A. 1. That I belong — body and soul, in life and in death —
not to myself but to my faithful Savior, Jesus Christ,
who at the cost of his own blood has fully paid for all my sins
and has completely freed me from the dominion of the devil;
that he protects me so well
that without the will of my Father in heaven
not a hair can fall from my head;
indeed, that everything
must fit his purpose
for my salvation.
Therefore, by His Holy Spirit, he also assures me of eternal life,
and makes me wholeheartedly willing and ready from now on to live for him.
— The opening of the Heidelberg Catechism


When I ordered My Only Comfort on 1.1.16 I had no idea that my sister would die two weeks later. All I knew was that this book scratched two of my favorite itches: the music of Johann Sebastian Bach and the Heidelberg Catechism. Margo’s death and my grief are inextricably knit into my response. A Bachophile, she listened nightly to a ‘Bach’s Variations’ CD as she fell asleep.

There was no way I could simply read this book. I was compelled to listen multiple times to Bach’s chorales, cantatas, and arias while Stapert explained the structure and form, exposed the chiasms, and pointed, whispering See what he did there? I switched from being a reader to becoming a student, immersing — bathing in Bach. I discovered a whole realm of YouTube videos that opened up a kingdom of sublime, profoundly sad, and intensely joyful music.

“Over and over we hear the dissonance of pain resolve into the consonance of joy.”

“The heaven-haunted music I hear in Bach can be found in any of his instrumental genres — suites, sonatas, concertos, fugues — as well as in his church music. But, of course, in his church music, words can lead us to places where there is likely to have been a special intention to try to capture something of what ‘ear has not heard’ and make it audible.”

My current favorite aria is from St.
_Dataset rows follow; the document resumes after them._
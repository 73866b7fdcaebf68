use serde::Serialize;

use crate::catalog::TagCatalog;
use crate::models::Student;

/// Five teaching-difficulty buckets, hardest first.
#[derive(Debug, Clone, Copy, PartialEq, Eq, PartialOrd, Ord, Hash, Serialize)]
#[serde(into = "u8")]
pub enum DifficultyLevel {
    Highest,
    High,
    Medium,
    Low,
    Good,
}

impl DifficultyLevel {
    pub fn from_score(score: i32) -> Self {
        match score {
            20.. => DifficultyLevel::Highest,
            10..=19 => DifficultyLevel::High,
            5..=9 => DifficultyLevel::Medium,
            0..=4 => DifficultyLevel::Low,
            _ => DifficultyLevel::Good,
        }
    }

    pub fn number(&self) -> u8 {
        match self {
            DifficultyLevel::Highest => 1,
            DifficultyLevel::High => 2,
            DifficultyLevel::Medium => 3,
            DifficultyLevel::Low => 4,
            DifficultyLevel::Good => 5,
        }
    }

    pub fn label(&self) -> &'static str {
        match self {
            DifficultyLevel::Highest => "최상",
            DifficultyLevel::High => "상",
            DifficultyLevel::Medium => "중",
            DifficultyLevel::Low => "하",
            DifficultyLevel::Good => "양호",
        }
    }

    /// Style keyword for display, most severe first.
    pub fn style(&self) -> &'static str {
        match self {
            DifficultyLevel::Highest => "danger",
            DifficultyLevel::High => "warning",
            DifficultyLevel::Medium => "attention",
            DifficultyLevel::Low => "success",
            DifficultyLevel::Good => "safe",
        }
    }
}

impl From<DifficultyLevel> for u8 {
    fn from(level: DifficultyLevel) -> Self {
        level.number()
    }
}

#[derive(Debug, Clone, Copy, PartialEq, Eq, Serialize)]
pub struct Difficulty {
    pub score: i32,
    pub level: DifficultyLevel,
    pub label: &'static str,
}

impl Difficulty {
    pub fn from_score(score: i32) -> Self {
        let level = DifficultyLevel::from_score(score);
        Self {
            score,
            level,
            label: level.label(),
        }
    }
}

/// Sum of tag weights plus one point for each non-empty custom label.
pub fn difficulty_score(
    student: &Student,
    behaviors: &TagCatalog,
    special_notes: &TagCatalog,
) -> i32 {
    student
        .behaviors
        .iter()
        .map(|id| behaviors.score_of(id))
        .chain(student.special_notes.iter().map(|id| special_notes.score_of(id)))
        .chain([
            i32::from(student.has_custom_behavior()),
            i32::from(student.has_custom_special_note()),
        ])
        .fold(0i32, i32::saturating_add)
}

pub fn compute_difficulty(
    student: &Student,
    behaviors: &TagCatalog,
    special_notes: &TagCatalog,
) -> Difficulty {
    Difficulty::from_score(difficulty_score(student, behaviors, special_notes))
}

#[cfg(test)]
pub(crate) mod tests {
    use super::*;
    use crate::catalog::Catalogs;
    use crate::models::Gender;
    use proptest::prelude::*;
    use uuid::Uuid;

    pub(crate) fn student(behaviors: &[&str], special_notes: &[&str]) -> Student {
        Student {
            id: Uuid::new_v4(),
            project_id: Uuid::nil(),
            student_number: None,
            name: "김하늘".to_string(),
            current_class: 1,
            target_class: None,
            gender: Gender::Male,
            behaviors: behaviors.iter().map(|s| s.to_string()).collect(),
            special_notes: special_notes.iter().map(|s| s.to_string()).collect(),
            custom_behavior: None,
            custom_special_note: None,
            student_rank: None,
            memo: None,
        }
    }

    #[test]
    fn untagged_student_is_low() {
        let catalogs = Catalogs::builtin().unwrap();
        let result = compute_difficulty(
            &student(&[], &[]),
            &catalogs.behaviors,
            &catalogs.special_notes,
        );
        assert_eq!(result.score, 0);
        assert_eq!(result.level.number(), 4);
        assert_eq!(result.label, "하");
    }

    #[test]
    fn levels_follow_thresholds() {
        let cases = [
            (1000, 1),
            (20, 1),
            (19, 2),
            (10, 2),
            (9, 3),
            (5, 3),
            (4, 4),
            (0, 4),
            (-1, 5),
            (-30, 5),
        ];
        for (score, level) in cases {
            assert_eq!(DifficultyLevel::from_score(score).number(), level, "score {score}");
        }
    }

    #[test]
    fn sums_both_tag_sets_and_custom_labels() {
        let catalogs = Catalogs::builtin().unwrap();
        let mut s = student(&["disruptive", "distracted"], &["adhd"]);
        s.custom_behavior = Some("급식 거부".to_string());
        s.custom_special_note = Some(String::new());
        let result = compute_difficulty(&s, &catalogs.behaviors, &catalogs.special_notes);
        assert_eq!(result.score, 26);
        assert_eq!(result.level, DifficultyLevel::Highest);
    }

    #[test]
    fn unknown_tags_are_ignored() {
        let catalogs = Catalogs::builtin().unwrap();
        let s = student(&["leadership", "unicycling"], &["not_a_note"]);
        let result = compute_difficulty(&s, &catalogs.behaviors, &catalogs.special_notes);
        assert_eq!(result.score, -5);
        assert_eq!(result.level.number(), 5);
        assert_eq!(result.label, "양호");
    }

    /// Catalogs whose only weighted behavior carries the largest allowed score.
    pub(crate) fn heaviest_catalogs() -> Catalogs {
        use crate::catalog::{TagCatalog, TagOption, TagStyle, MAX_TAG_SCORE};
        let option = |id: &str, score| TagOption {
            id: id.to_string(),
            label: id.to_string(),
            style: TagStyle::Danger,
            score,
        };
        Catalogs {
            behaviors: TagCatalog::new(
                "behaviors",
                "etc",
                vec![option("heavy", MAX_TAG_SCORE), option("etc", 1)],
            )
            .unwrap(),
            special_notes: TagCatalog::new("specialNotes", "etc", vec![option("etc", 1)]).unwrap(),
        }
    }

    #[test]
    fn huge_tag_lists_saturate_instead_of_overflowing() {
        let catalogs = heaviest_catalogs();
        let mut s = student(&[], &["etc"]);
        s.behaviors = vec!["heavy".to_string(); 2_200_000];
        s.custom_behavior = Some("많음".to_string());
        let result = compute_difficulty(&s, &catalogs.behaviors, &catalogs.special_notes);
        assert_eq!(result.score, i32::MAX);
        assert_eq!(result.level, DifficultyLevel::Highest);
    }

    #[test]
    fn serializes_level_as_number() {
        let value = serde_json::to_value(Difficulty::from_score(7)).unwrap();
        assert_eq!(value, serde_json::json!({"score": 7, "level": 3, "label": "중"}));
    }

    fn tag_orders() -> impl Strategy<Value = (Vec<String>, Vec<String>)> {
        let ids: Vec<String> = crate::catalog::default_behaviors()
            .into_iter()
            .map(|o| o.id)
            .collect();
        let len = ids.len();
        proptest::sample::subsequence(ids, 0..=len)
            .prop_flat_map(|tags| (Just(tags.clone()), Just(tags).prop_shuffle()))
    }

    proptest! {
        #[test]
        fn tag_order_does_not_change_result((original, shuffled) in tag_orders()) {
            let catalogs = Catalogs::builtin().unwrap();
            let mut a = student(&[], &["twins", "adhd"]);
            a.behaviors = original;
            let mut b = student(&[], &["adhd", "twins"]);
            b.behaviors = shuffled;
            prop_assert_eq!(
                compute_difficulty(&a, &catalogs.behaviors, &catalogs.special_notes),
                compute_difficulty(&b, &catalogs.behaviors, &catalogs.special_notes)
            );
        }
    }
}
Matthew’s Passion.

The translation for Enbarme dich —
Have mercy, my God, for the sake of my tears!
See here, before you heart and eyes weep bitterly.
Have mercy, my God.

Reading, studying through this book was one of the most profoundly comforting experiences of my life. Bach’s glorious music pierced me, the beauty often leveling me to sobs. But after the leveling was a lifting: it refreshed my spirit.

Hence, I have resolved two things:

1. To read the other four books Calvin Stapert has written. (Haydn, Bach bio, The Messiah and Early Church Music await me.)

2. To systematically listen through Bach’s canon. I’m not sure how I will sort this, but there are too many wonderful pieces I have never heard. Simply working through the cantatas might be a starting point. I don’t care about BMW‘s; it’s BMVs (Bach-Werke-Verzeichnis — a number assigned to each known composition of Bach’s) for me! Do you have any ideas?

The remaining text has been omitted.